[Stored data entries]
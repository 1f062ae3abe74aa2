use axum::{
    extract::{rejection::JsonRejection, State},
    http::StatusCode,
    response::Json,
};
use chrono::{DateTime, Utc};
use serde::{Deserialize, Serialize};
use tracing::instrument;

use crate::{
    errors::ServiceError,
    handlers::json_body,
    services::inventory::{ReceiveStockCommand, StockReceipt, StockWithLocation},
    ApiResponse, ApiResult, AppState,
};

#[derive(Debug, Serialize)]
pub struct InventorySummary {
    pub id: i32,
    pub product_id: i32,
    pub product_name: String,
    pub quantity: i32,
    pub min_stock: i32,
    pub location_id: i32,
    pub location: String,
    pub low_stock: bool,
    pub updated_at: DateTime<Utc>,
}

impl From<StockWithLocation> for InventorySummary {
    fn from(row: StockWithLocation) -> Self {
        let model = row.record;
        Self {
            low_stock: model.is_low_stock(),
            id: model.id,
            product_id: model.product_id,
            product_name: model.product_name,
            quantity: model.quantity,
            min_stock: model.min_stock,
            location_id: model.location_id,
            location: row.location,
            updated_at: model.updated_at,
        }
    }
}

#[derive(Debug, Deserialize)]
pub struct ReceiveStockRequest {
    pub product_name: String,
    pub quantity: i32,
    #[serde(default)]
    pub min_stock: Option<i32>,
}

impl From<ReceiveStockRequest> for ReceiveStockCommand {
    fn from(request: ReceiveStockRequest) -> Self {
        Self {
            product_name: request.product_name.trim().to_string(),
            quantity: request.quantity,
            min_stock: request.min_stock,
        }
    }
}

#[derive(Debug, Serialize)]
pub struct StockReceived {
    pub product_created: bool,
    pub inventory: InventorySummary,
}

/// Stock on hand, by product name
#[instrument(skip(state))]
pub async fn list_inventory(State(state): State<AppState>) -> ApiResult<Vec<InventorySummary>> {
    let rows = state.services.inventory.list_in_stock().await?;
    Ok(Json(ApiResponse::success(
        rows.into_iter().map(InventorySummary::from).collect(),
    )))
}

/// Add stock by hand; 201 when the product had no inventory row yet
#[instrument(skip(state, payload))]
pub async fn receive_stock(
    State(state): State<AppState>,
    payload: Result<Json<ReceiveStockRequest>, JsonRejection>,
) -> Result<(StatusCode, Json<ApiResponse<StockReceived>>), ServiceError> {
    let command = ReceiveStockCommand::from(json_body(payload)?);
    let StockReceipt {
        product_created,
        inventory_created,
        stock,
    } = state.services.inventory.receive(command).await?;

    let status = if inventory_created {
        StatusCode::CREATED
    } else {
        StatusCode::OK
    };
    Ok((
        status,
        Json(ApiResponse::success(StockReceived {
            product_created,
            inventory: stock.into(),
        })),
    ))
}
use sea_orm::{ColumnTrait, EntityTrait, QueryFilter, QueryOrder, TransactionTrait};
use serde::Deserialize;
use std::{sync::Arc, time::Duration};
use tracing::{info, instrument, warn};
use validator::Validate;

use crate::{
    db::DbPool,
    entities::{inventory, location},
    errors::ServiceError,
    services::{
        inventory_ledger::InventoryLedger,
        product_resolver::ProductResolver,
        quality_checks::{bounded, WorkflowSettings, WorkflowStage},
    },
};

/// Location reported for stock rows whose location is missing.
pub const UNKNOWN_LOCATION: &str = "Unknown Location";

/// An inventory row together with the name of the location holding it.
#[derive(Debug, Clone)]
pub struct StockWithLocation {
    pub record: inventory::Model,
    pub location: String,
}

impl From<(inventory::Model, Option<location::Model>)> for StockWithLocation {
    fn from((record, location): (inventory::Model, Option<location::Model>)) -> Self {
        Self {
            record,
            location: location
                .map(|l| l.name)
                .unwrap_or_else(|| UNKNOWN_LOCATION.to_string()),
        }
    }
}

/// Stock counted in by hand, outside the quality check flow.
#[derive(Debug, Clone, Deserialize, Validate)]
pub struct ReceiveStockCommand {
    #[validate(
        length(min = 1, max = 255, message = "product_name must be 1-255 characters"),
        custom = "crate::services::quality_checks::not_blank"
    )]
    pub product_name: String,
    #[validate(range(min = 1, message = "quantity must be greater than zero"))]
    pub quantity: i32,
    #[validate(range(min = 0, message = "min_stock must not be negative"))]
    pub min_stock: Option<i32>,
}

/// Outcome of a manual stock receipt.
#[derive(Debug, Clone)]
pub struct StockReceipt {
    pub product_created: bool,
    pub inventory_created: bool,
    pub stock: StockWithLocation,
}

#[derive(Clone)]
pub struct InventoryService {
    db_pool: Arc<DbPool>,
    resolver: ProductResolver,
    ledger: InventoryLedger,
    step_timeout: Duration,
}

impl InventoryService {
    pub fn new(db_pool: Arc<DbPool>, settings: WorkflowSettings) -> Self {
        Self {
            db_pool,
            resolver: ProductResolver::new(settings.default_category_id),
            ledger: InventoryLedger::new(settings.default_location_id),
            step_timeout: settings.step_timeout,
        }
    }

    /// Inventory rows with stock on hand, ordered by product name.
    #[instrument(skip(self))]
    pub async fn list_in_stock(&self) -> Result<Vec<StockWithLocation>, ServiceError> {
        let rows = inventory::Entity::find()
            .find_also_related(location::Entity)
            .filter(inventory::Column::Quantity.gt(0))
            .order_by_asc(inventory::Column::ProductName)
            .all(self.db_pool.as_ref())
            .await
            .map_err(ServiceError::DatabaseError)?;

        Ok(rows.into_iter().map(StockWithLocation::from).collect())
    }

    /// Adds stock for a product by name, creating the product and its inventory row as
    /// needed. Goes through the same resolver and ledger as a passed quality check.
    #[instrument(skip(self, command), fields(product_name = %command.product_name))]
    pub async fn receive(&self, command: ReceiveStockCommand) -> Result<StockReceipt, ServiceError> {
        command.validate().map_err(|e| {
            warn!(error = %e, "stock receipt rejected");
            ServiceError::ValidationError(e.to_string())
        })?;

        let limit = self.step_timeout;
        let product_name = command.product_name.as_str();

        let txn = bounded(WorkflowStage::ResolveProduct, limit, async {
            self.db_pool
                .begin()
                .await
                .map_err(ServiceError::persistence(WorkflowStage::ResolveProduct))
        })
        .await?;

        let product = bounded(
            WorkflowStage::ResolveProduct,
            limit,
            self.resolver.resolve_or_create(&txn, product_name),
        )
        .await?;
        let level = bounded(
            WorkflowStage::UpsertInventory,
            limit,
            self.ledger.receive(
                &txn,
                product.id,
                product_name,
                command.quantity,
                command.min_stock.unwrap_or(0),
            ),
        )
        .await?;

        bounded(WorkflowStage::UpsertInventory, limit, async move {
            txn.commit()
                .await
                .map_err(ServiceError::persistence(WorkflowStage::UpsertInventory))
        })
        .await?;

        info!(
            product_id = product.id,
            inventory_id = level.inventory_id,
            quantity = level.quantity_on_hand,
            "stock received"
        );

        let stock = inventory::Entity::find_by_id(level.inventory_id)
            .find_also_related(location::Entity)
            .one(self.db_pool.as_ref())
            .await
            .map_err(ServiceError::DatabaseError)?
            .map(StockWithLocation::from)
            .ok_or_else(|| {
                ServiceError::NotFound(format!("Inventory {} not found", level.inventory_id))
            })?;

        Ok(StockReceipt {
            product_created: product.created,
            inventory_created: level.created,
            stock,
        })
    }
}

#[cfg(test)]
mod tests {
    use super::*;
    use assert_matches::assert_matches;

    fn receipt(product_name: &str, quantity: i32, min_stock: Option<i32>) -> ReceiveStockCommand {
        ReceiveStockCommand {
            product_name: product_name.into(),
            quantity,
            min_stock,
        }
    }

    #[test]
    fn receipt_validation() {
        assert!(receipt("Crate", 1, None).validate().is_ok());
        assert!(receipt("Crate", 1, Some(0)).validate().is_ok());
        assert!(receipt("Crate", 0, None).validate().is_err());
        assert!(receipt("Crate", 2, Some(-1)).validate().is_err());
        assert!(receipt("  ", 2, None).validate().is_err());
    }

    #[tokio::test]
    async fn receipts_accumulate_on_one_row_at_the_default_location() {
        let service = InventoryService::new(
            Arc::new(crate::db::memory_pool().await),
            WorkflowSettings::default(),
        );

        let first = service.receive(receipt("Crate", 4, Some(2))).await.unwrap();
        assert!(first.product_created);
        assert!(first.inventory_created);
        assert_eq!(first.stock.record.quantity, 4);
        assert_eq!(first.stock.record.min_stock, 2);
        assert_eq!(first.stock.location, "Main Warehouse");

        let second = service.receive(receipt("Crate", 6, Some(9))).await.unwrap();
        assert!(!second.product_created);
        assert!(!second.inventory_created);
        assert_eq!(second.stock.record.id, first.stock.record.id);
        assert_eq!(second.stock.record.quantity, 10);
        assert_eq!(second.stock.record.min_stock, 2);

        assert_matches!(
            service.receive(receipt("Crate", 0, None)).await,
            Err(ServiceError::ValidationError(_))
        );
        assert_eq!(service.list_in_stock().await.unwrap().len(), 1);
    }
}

...

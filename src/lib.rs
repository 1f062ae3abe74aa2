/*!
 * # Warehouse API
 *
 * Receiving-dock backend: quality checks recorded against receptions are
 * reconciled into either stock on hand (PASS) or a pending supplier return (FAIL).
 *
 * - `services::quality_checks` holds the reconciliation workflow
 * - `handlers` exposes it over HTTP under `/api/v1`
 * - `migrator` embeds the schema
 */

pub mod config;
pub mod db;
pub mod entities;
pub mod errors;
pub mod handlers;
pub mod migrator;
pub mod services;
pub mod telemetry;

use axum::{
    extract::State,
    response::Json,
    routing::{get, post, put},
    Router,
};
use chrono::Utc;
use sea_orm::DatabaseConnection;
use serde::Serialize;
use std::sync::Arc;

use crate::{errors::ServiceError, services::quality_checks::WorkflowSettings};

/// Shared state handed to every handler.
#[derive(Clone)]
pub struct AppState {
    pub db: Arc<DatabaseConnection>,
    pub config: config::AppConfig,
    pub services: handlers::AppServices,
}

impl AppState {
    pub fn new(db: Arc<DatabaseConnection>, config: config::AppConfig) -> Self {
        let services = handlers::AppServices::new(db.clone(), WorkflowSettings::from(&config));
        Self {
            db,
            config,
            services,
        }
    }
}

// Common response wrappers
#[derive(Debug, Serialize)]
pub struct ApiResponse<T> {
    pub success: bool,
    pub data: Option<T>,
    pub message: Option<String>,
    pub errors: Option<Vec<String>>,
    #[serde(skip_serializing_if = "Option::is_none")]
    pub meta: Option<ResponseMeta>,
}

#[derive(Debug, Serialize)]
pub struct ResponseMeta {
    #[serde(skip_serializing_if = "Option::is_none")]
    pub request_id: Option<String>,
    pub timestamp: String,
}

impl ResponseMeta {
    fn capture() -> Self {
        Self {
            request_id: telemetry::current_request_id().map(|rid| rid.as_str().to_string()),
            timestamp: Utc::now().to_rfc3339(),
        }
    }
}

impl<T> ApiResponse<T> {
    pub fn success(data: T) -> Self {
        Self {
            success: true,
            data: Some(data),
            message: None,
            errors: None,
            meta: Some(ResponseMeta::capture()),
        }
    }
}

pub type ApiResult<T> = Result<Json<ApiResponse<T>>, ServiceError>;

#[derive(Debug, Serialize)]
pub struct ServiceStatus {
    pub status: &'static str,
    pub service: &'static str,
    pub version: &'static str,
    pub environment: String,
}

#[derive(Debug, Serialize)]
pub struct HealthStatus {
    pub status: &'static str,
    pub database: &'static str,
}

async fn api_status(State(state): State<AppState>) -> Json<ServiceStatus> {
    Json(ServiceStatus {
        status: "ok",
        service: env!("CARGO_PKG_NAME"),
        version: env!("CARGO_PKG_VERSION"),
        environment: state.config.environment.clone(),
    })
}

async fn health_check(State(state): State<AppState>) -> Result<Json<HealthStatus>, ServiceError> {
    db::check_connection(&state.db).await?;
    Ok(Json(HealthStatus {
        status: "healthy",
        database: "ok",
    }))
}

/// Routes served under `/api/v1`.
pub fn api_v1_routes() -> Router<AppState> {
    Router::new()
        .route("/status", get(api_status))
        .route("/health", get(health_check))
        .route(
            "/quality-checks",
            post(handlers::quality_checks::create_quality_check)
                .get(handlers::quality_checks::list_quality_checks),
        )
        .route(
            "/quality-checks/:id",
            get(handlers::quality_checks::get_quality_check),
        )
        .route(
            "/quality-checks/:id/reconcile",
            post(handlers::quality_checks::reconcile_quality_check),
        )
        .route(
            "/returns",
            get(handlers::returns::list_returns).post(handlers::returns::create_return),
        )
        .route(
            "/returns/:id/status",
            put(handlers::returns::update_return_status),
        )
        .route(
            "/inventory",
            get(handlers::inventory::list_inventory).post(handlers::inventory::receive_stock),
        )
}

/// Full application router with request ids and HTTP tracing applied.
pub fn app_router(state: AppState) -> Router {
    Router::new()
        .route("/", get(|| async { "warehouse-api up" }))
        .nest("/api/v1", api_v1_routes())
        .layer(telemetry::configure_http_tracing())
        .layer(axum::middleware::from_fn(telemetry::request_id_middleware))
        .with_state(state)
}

* * *

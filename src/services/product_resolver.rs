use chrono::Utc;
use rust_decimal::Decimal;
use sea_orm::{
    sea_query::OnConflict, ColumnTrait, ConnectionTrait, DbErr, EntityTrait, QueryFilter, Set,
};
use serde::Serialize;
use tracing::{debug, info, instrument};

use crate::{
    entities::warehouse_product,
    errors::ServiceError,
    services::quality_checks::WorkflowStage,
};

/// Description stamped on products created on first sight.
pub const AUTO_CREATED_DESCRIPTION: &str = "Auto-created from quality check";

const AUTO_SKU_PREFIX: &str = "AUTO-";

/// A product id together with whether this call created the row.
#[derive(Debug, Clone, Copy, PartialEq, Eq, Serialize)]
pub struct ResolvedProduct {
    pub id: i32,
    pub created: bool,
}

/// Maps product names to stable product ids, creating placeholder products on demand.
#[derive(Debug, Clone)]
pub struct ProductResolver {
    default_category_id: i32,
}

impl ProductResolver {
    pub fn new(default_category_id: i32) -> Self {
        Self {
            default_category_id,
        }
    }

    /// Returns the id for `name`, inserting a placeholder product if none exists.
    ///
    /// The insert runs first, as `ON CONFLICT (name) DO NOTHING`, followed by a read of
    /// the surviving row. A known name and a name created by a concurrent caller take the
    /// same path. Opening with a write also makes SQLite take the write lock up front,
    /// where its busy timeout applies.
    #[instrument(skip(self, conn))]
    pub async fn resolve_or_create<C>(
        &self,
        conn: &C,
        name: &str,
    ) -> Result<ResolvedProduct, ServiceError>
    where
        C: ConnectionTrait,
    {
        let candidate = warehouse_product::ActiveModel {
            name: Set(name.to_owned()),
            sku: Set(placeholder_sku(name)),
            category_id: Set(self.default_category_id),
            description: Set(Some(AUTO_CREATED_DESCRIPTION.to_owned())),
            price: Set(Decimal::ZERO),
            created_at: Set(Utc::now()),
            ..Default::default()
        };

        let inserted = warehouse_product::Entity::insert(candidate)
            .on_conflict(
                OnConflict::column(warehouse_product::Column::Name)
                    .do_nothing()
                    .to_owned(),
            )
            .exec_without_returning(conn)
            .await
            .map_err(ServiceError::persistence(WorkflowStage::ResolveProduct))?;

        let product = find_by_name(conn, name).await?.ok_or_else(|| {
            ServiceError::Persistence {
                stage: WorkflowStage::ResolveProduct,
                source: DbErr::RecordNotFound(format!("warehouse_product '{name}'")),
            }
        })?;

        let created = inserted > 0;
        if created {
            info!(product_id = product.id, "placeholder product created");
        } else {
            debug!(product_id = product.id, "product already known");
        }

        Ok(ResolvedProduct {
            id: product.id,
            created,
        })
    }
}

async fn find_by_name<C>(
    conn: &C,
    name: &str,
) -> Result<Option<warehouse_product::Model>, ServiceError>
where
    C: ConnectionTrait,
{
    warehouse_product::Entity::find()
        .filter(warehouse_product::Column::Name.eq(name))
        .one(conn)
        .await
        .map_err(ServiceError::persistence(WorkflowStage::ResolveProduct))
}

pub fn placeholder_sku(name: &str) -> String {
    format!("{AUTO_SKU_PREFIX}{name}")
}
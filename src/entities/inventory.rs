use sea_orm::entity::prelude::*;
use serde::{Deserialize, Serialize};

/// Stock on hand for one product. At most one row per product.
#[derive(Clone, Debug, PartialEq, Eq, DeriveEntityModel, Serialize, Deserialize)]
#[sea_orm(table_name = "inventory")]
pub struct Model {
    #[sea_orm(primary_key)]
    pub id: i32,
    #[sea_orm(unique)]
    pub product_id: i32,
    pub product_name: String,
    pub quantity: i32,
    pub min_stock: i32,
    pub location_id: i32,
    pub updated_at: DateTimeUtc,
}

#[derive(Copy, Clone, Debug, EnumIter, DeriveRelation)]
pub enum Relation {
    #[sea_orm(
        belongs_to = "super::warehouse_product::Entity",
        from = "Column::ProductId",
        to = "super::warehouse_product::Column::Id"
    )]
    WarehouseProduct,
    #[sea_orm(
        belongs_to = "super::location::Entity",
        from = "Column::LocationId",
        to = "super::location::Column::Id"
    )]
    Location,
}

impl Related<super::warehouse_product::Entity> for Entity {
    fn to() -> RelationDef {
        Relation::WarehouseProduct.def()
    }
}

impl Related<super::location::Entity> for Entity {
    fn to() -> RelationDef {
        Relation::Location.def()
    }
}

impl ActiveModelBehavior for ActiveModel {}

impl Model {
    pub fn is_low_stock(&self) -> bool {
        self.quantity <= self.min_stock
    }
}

■ Problem description
Using the records above, count the lines containing "filename". Give no words besides the number.

■ Response to this task
3